▶ **YOUR INSTRUCTIONS**:
Identify every line in the records below that contains the word "sqlx", and copy each of those lines.

Stored records:
◇ ◇ ◇ ◇

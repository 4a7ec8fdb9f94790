//! Fixtures for tests that run against a migrated Postgres database.

use chrono::NaiveDate;
use sqlx::PgPool;

use super::{projects::ProjectRepository, users::UserRepository, wallets::WalletRepository};
use crate::models::{
    projects::{NewProject, Project},
    transactions::ReviewDecision,
    users::User,
    wallets::Wallet,
};

pub fn date(y: i32, m: u32, d: u32) -> NaiveDate {
    NaiveDate::from_ymd_opt(y, m, d).expect("valid date")
}

pub async fn user(pool: &PgPool, name: &str, referrer: Option<&User>) -> User {
    UserRepository::new(pool.clone())
        .insert_user(&format!("{}@example.com", name), name, referrer)
        .await
        .expect("insert user")
}

/// Credits `amount` through an approved deposit.
pub async fn fund(pool: &PgPool, user_id: &str, amount: i64) {
    let wallets = WalletRepository::new(pool.clone());
    let deposit = wallets
        .request_deposit(user_id, amount, None)
        .await
        .expect("request deposit");
    wallets
        .review_transaction(&deposit.id, ReviewDecision::Approve)
        .await
        .expect("approve deposit");
}

pub async fn project(pool: &PgPool, daily_roi_bps: i64, earnings_cap_bps: i64) -> Project {
    let new = NewProject {
        name: "Solar Farm".to_string(),
        description: String::new(),
        goal_amount: 10_000_000,
        min_investment: 1_000,
        daily_roi_bps,
        earnings_cap_bps: None,
        compounding: false,
    };

    ProjectRepository::new(pool.clone())
        .insert_project(&new, earnings_cap_bps)
        .await
        .expect("insert project")
}

pub async fn wallet(pool: &PgPool, user_id: &str) -> Wallet {
    WalletRepository::new(pool.clone())
        .get_wallet(user_id)
        .await
        .expect("load wallet")
        .expect("wallet exists")
}

/// Removes a wallet so that any later credit to it fails.
pub async fn drop_wallet(pool: &PgPool, user_id: &str) {
    sqlx::query("DELETE FROM wallets WHERE user_id = $1")
        .bind(user_id)
        .execute(pool)
        .await
        .expect("delete wallet");
}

◇ ◇ ◇ ◇

▶ **RESPONSE TO THIS EXERCISE**:
use sqlx::PgPool;
    sqlx::query("DELETE FROM wallets WHERE user_id = $1")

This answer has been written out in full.